A person you cherished could pass right through you, atom by atom. Vanish into the mystery. We’d seen that happen. Children loved to the farthest star and back again had disappeared from the discernible world.
“Brian,” I said. “I love you. I want to be with you.”
It was true; I could feel its truth as I said it. But I also felt rigid and breakable, encased in a veneer of ice.
Our very first Valentine’s together, I’d written Fiona Apple lyrics into a card: And all my armour falling down, in a pile at my feet. And my winter giving way to warm, as I’m singing him to sleep.
That felt like a hundred thousand years ago.
He was right; I’d given virtually nothing to our relationship since we’d arrived in Durham. I’d assumed Brian had shared my sense that there would be time for each other later. After.
“I just thought we’d see each other on the other side. And this isn’t the other side yet.”
“Let me know when we get there.”
46
A few days later the kids were outside, playing on the porch, when Gracie screamed, “Get back! Get away!” I thought she was hassling Gabe over a toy and ignored them. Brian went out to see what was actually going on and found Gracie bent double, clutching Gabe’s diaper to keep him away from a bag of birdseed. Gabe, in defiance, was struggling to plunge his hands into the bag. Floating above them both was a fat black spider with a red hourglass on its belly. Black widow. Brian scooped them up and carried them inside. “That’s not the spider for us, kiddies.”

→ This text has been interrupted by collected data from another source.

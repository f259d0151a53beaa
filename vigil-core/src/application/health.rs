// vigil-core/src/application/health.rs

// The two rollup refresh stages. Each stage repeats the snapshot pattern:
// retire the previous latest rows for the affected tables, compute the new
// snapshot from the batch's committed rows, then bulk-append it. An empty
// computed set still retires the old snapshot but appends nothing.

use tracing::info;

use crate::application::coordinator::{BatchRows, to_json_rows};
use crate::application::evaluator::EvalContext;
use crate::application::versioning::SnapshotVersioning;
use crate::domain::health::{DataElementHealthRow, TableHealthRow};
use crate::domain::rollup;
use crate::domain::rule::RuleCatalog;
use crate::error::VigilError;
use crate::ports::sink::{AppendSink, RetireSink};

pub async fn refresh_element_health(
    batch: &BatchRows,
    catalog: &RuleCatalog,
    ctx: &EvalContext<'_>,
    retire: &dyn RetireSink,
    append: &dyn AppendSink,
    tables: &[String],
) -> Result<Vec<DataElementHealthRow>, VigilError> {
    SnapshotVersioning::retire_health_snapshot(retire, &ctx.layout.data_element_health, tables)
        .await?;

    let rows = rollup::element_health(&batch.results, catalog, ctx.snapshot_date);
    if !rows.is_empty() {
        append
            .append_rows(&ctx.layout.data_element_health, &to_json_rows(&rows)?)
            .await?;
    }
    info!(rows = rows.len(), "Data element health refreshed");
    Ok(rows)
}

pub async fn refresh_table_health(
    elements: &[DataElementHealthRow],
    batch: &BatchRows,
    catalog: &RuleCatalog,
    ctx: &EvalContext<'_>,
    retire: &dyn RetireSink,
    append: &dyn AppendSink,
    tables: &[String],
) -> Result<Vec<TableHealthRow>, VigilError> {
    SnapshotVersioning::retire_health_snapshot(retire, &ctx.layout.table_health, tables).await?;

    let rows = rollup::table_health(elements, &batch.results, catalog, ctx.snapshot_date);
    if !rows.is_empty() {
        append
            .append_rows(&ctx.layout.table_health, &to_json_rows(&rows)?)
            .await?;
    }
    info!(rows = rows.len(), "Table health refreshed");
    Ok(rows)
}
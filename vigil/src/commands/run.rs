// vigil/src/commands/run.rs
//
// USE CASE: Run a data-quality batch for a set of refreshed tables.

use std::path::PathBuf;

use anyhow::Context;
use chrono::NaiveDate;
use comfy_table::Table;

use vigil_core::application::{BatchDeps, BatchReport, run_batch};
use vigil_core::infrastructure::adapters::duckdb::DuckDbWarehouse;
use vigil_core::infrastructure::adapters::notifier::LogNotifier;
use vigil_core::infrastructure::config::load_engine_config;

pub async fn execute(
    tables: Vec<String>,
    config_dir: PathBuf,
    date: Option<NaiveDate>,
) -> anyhow::Result<()> {
    let start = std::time::Instant::now();

    // A. Load the Config (Infra)
    println!("⚙️  Loading configuration...");
    let config = load_engine_config(&config_dir).with_context(|| {
        format!("Failed to load engine configuration from {:?}", config_dir)
    })?;
    println!(
        "   Warehouse: {} ({} workers)",
        config.db_path, config.max_workers
    );

    // B. Instantiate the warehouse adapter (DuckDB)
    let warehouse = DuckDbWarehouse::new(&config.db_path)
        .with_context(|| format!("Failed to open warehouse at {}", config.db_path))?;
    let notifier = LogNotifier;

    // C. Run the batch (Application Layer). Dependency injection happens
    // here: the same adapter serves all three warehouse ports.
    let deps = BatchDeps {
        query: &warehouse,
        retire: &warehouse,
        append: &warehouse,
        notifier: Some(&notifier),
    };
    let snapshot_date = date.unwrap_or_else(|| chrono::Local::now().date_naive());

    match run_batch(&deps, &config, &tables, snapshot_date).await {
        Ok(report) => {
            print_report(&report);
            if report.failed_rules > 0 {
                println!(
                    "\n⚠️  Batch committed with {} failed rule(s) in {:.2?}",
                    report.failed_rules,
                    start.elapsed()
                );
            } else {
                println!("\n✨ SUCCESS! Batch finished in {:.2?}", start.elapsed());
            }
            Ok(())
        }
        Err(e) => {
            eprintln!("\n💥 CRITICAL BATCH ERROR: {}", e);
            // Exit with error code for the scheduler: the batch must be
            // retried wholesale, nothing was partially committed as latest.
            std::process::exit(1);
        }
    }
}

fn print_report(report: &BatchReport) {
    let mut table = Table::new();
    table.set_header(vec!["Table", "Total Rules", "Passed", "Failed"]);
    for summary in &report.summary.tables {
        table.add_row(vec![
            summary.data_table.clone(),
            summary.total_rules.to_string(),
            summary.success_rules.to_string(),
            summary.failed_rules.to_string(),
        ]);
    }
    println!("{table}");
    println!(
        "   Results: {} | Element health rows: {} | Table health rows: {}",
        report.results_written, report.element_health_rows, report.table_health_rows
    );
}
// vigil-core/src/domain/rollup.rs

// The two health rollups, as pure aggregations over the batch's committed
// result rows. The locus fields (source/schema/table/column) are not stored
// on result rows, so both stages join against the batch catalog by rule id.
// Results whose rule id is missing from the catalog are skipped; the
// coordinator only ever produces rows for catalog entries.

use std::collections::BTreeMap;

use chrono::NaiveDate;

use crate::domain::health::{DataElementHealthRow, RuleResultRow, TableHealthRow};
use crate::domain::rag::RagStatus;
use crate::domain::rule::{RuleCatalog, RuleLevel};

/// Data-Element stage: group Data Element results by column, count Amber and
/// Red occurrences, derive the element RAG. One row per column.
pub fn element_health(
    results: &[RuleResultRow],
    catalog: &RuleCatalog,
    snapshot_date: NaiveDate,
) -> Vec<DataElementHealthRow> {
    // BTreeMap for deterministic output order
    let mut groups: BTreeMap<(String, String, String, String), ElementCounts> = BTreeMap::new();

    for result in results {
        if result.rule_level != RuleLevel::DataElement {
            continue;
        }
        let Some(def) = catalog.definition(&result.rule_id) else {
            continue;
        };
        let Some(column) = def.locus.column.clone() else {
            continue;
        };
        let key = (
            def.locus.source.clone(),
            def.locus.schema.clone(),
            def.locus.table.clone(),
            column,
        );
        let counts = groups.entry(key).or_default();
        counts.total += 1;
        match result.result_rag {
            RagStatus::Amber => counts.amber += 1,
            RagStatus::Red => counts.red += 1,
            RagStatus::Green => {}
        }
        if counts.element_id.is_none() {
            counts.element_id = def.element_id.clone();
        }
    }

    groups
        .into_iter()
        .map(|((source, schema, table, column), counts)| DataElementHealthRow {
            snapshot_date,
            element_id: counts.element_id,
            data_source: source,
            data_schema: schema,
            data_table: table,
            data_column: column,
            amber_rules: counts.amber,
            red_rules: counts.red,
            total_rules: counts.total,
            is_latest_snapshot: true,
            data_element_rag: RagStatus::from_counts(counts.amber, counts.red),
        })
        .collect()
}

/// Table stage: worst element RAG per table, merged with the count-derived
/// RAG of the table's own table-level results. Emits one row per table that
/// has element-level health; a table carrying only table-level rules produces
/// no row (the element side drives the join).
pub fn table_health(
    elements: &[DataElementHealthRow],
    results: &[RuleResultRow],
    catalog: &RuleCatalog,
    snapshot_date: NaiveDate,
) -> Vec<TableHealthRow> {
    // (a) Worst element RAG per table
    let mut element_side: BTreeMap<(String, String, String), RagStatus> = BTreeMap::new();
    for element in elements {
        let key = (
            element.data_source.clone(),
            element.data_schema.clone(),
            element.data_table.clone(),
        );
        element_side
            .entry(key)
            .and_modify(|rag| *rag = rag.worst(element.data_element_rag))
            .or_insert(element.data_element_rag);
    }

    // (b) Count-based derivation over table-level results
    let mut table_side: BTreeMap<(String, String, String), TableCounts> = BTreeMap::new();
    for result in results {
        if result.rule_level != RuleLevel::Table {
            continue;
        }
        let Some(def) = catalog.definition(&result.rule_id) else {
            continue;
        };
        let key = (
            def.locus.source.clone(),
            def.locus.schema.clone(),
            def.locus.table.clone(),
        );
        let counts = table_side.entry(key).or_default();
        counts.total += 1;
        match result.result_rag {
            RagStatus::Green => counts.green += 1,
            RagStatus::Amber => counts.amber += 1,
            RagStatus::Red => counts.red += 1,
        }
        if counts.element_id.is_none() {
            counts.element_id = def.element_id.clone();
        }
    }

    element_side
        .into_iter()
        .map(|((source, schema, table), element_rollup)| {
            let counts = table_side
                .remove(&(source.clone(), schema.clone(), table.clone()))
                .unwrap_or_default();
            let table_rule_rag = if counts.total > 0 {
                Some(RagStatus::from_counts(counts.amber, counts.red))
            } else {
                None
            };
            TableHealthRow {
                snapshot_date,
                element_id: counts.element_id,
                data_source: source,
                data_schema: schema,
                data_table: table,
                element_rollup_rag: element_rollup,
                table_rule_rag,
                green_rules: counts.green,
                amber_rules: counts.amber,
                red_rules: counts.red,
                total_rules: counts.total,
                is_latest_snapshot: true,
                overall_rag: RagStatus::merge_table(element_rollup, table_rule_rag),
            }
        })
        .collect()
}

#[derive(Default)]
struct ElementCounts {
    amber: u32,
    red: u32,
    total: u32,
    element_id: Option<String>,
}

#[derive(Default)]
struct TableCounts {
    green: u32,
    amber: u32,
    red: u32,
    total: u32,
    element_id: Option<String>,
}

They clung to his neck. “Don’t put us down!” He didn’t.
“Gracie, you did good,” Brian said. “You kept your brother safe.”
“I know that,” Gracie said. “I saved his Gabey lives.”

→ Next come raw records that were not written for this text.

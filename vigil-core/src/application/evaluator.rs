// vigil-core/src/application/evaluator.rs

// Dispatches one rule definition to its behavior-specific check. Every
// failure path returns a typed CheckError; the coordinator converts those
// into failed execution-status rows, so nothing here ever aborts a batch.

use chrono::NaiveDate;
use tracing::debug;

use crate::domain::outcome::{CheckError, Measurement, RuleOutcome};
use crate::domain::rag::RagStatus;
use crate::domain::rule::{RuleBehavior, RuleDefinition, ThresholdType, Thresholds};
use crate::infrastructure::config::WarehouseLayout;
use crate::ports::query::QueryService;

/// Per-batch execution context. Passed explicitly into every check so tests
/// can inject doubles and two batches never share hidden client state.
pub struct EvalContext<'a> {
    pub query: &'a dyn QueryService,
    pub layout: &'a WarehouseLayout,
    pub snapshot_date: NaiveDate,
}

pub async fn evaluate(def: &RuleDefinition, ctx: &EvalContext<'_>) -> RuleOutcome {
    debug!(rule_id = %def.id, behavior = def.behavior.name(), "Evaluating rule");
    match &def.behavior {
        RuleBehavior::Standard {
            threshold_type,
            numerator_sql,
            denominator_sql,
        } => {
            standard_check(
                def,
                *threshold_type,
                numerator_sql,
                denominator_sql.as_deref(),
                ctx,
            )
            .await
        }
        RuleBehavior::Variance {
            process_days,
            numerator_sql,
        } => variance_check(def, *process_days, numerator_sql, ctx).await,
        RuleBehavior::PointToPoint {
            threshold_type,
            numerator_sql,
            denominator_sql,
        } => {
            ptp_check(
                def,
                *threshold_type,
                numerator_sql,
                denominator_sql.as_deref(),
                ctx,
            )
            .await
        }
    }
}

// ----------------- Standard Check -----------------

async fn standard_check(
    def: &RuleDefinition,
    threshold_type: ThresholdType,
    numerator_sql: &str,
    denominator_sql: Option<&str>,
    ctx: &EvalContext<'_>,
) -> RuleOutcome {
    let numerator = run_numerator(numerator_sql, ctx).await?;

    match threshold_type {
        ThresholdType::Count => {
            let value = numerator.ok_or_else(|| CheckError::Query("NULL numerator".to_string()))?;
            Ok(measure(value, Some(value), None, def.thresholds))
        }
        ThresholdType::Percent => {
            // Denominator is only issued once the numerator is known usable
            let numerator =
                numerator.ok_or_else(|| CheckError::Query("NULL numerator".to_string()))?;
            let denominator_sql = denominator_sql.ok_or_else(|| {
                CheckError::Validation(format!(
                    "Standard check failed: NULL for DENOMINATOR_SQL for rule ID {}",
                    def.id
                ))
            })?;
            let denominator = ctx
                .query
                .run_scalar(denominator_sql)
                .await
                .map_err(|e| CheckError::Query(format!("DENOMINATOR_SQL error: {e}")))?;
            match denominator {
                None => Err(CheckError::Arithmetic("NULL denominator".to_string())),
                Some(d) if d == 0.0 => {
                    Err(CheckError::Arithmetic("NULL denominator".to_string()))
                }
                Some(d) => {
                    let value = round2(100.0 * numerator / d);
                    Ok(measure(value, Some(numerator), Some(d), def.thresholds))
                }
            }
        }
    }
}

// ----------------- Variance Check -----------------

async fn variance_check(
    def: &RuleDefinition,
    process_days: u32,
    numerator_sql: &str,
    ctx: &EvalContext<'_>,
) -> RuleOutcome {
    let numerator = run_numerator(numerator_sql, ctx)
        .await?
        .ok_or_else(|| CheckError::Query("NULL numerator".to_string()))?;

    let history_filter = format!(
        "rule_id = '{}' AND is_latest_snapshot = false",
        sql_literal(&def.id)
    );
    let count_sql = format!(
        "SELECT COUNT(*) FROM {} WHERE {}",
        ctx.layout.rule_results, history_filter
    );
    let prior_snapshots = ctx
        .query
        .run_scalar(&count_sql)
        .await
        .map_err(|e| CheckError::Query(format!("history count error: {e}")))?
        .unwrap_or(0.0) as u64;

    // Bootstrap policy: insufficient history is not a defect. The rule is not
    // yet comparable, so it is forced Green with no computed value.
    if prior_snapshots < u64::from(process_days) {
        debug!(
            rule_id = %def.id,
            prior_snapshots,
            process_days,
            "Variance bootstrap: insufficient history, forcing Green"
        );
        return Ok(Measurement {
            rule_value: None,
            numerator: Some(numerator),
            denominator: None,
            rag: RagStatus::Green,
        });
    }

    let avg_sql = format!(
        "WITH recent_n_records AS ( \
           SELECT snapshot_date, numerator_result \
           FROM {} WHERE {} \
           ORDER BY snapshot_date DESC LIMIT {}) \
         SELECT AVG(numerator_result) FROM recent_n_records",
        ctx.layout.rule_results, history_filter, process_days
    );
    let average = ctx
        .query
        .run_scalar(&avg_sql)
        .await
        .map_err(|e| CheckError::Query(format!("N-day AVG error: {e}")))?
        .ok_or_else(|| {
            // Count said we have enough rows, so a NULL average means the
            // history itself is unusable
            CheckError::Arithmetic(format!(
                "Variance check failed: N-day AVG result is NULL for rule ID {}",
                def.id
            ))
        })?;
    let average = round2(average);
    if average == 0.0 {
        return Err(CheckError::Arithmetic(format!(
            "Variance check failed: N-day AVG is ZERO for rule ID {} (division by zero risk)",
            def.id
        )));
    }

    let value = round2(100.0 * (numerator - average).abs() / average);
    Ok(measure(value, Some(numerator), Some(average), def.thresholds))
}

“And Gabe saved yours with his cells,” I said, trying make their efforts at lifesaving sound even.
Brian gave me a look, might be better if we didn’t keep score.
Later, in bed, he said, “We have to get back to civilization. It’s the savage wild out there. The geese, the rude insects keeping us awake, and now lethal fucking spiders.”
Outside, the tame, manicured lawns of Alexan Farms were hemmed with box hedges; the trees were pruned into sleek, obedient obelisks. I rolled my eyes.
“Eye rolling is a sign of disdain,” Brian said. “Very bad on the Gottman scale.”
We’d been reading a book, Why Marriages Succeed or Fail, by this guy, Gottman.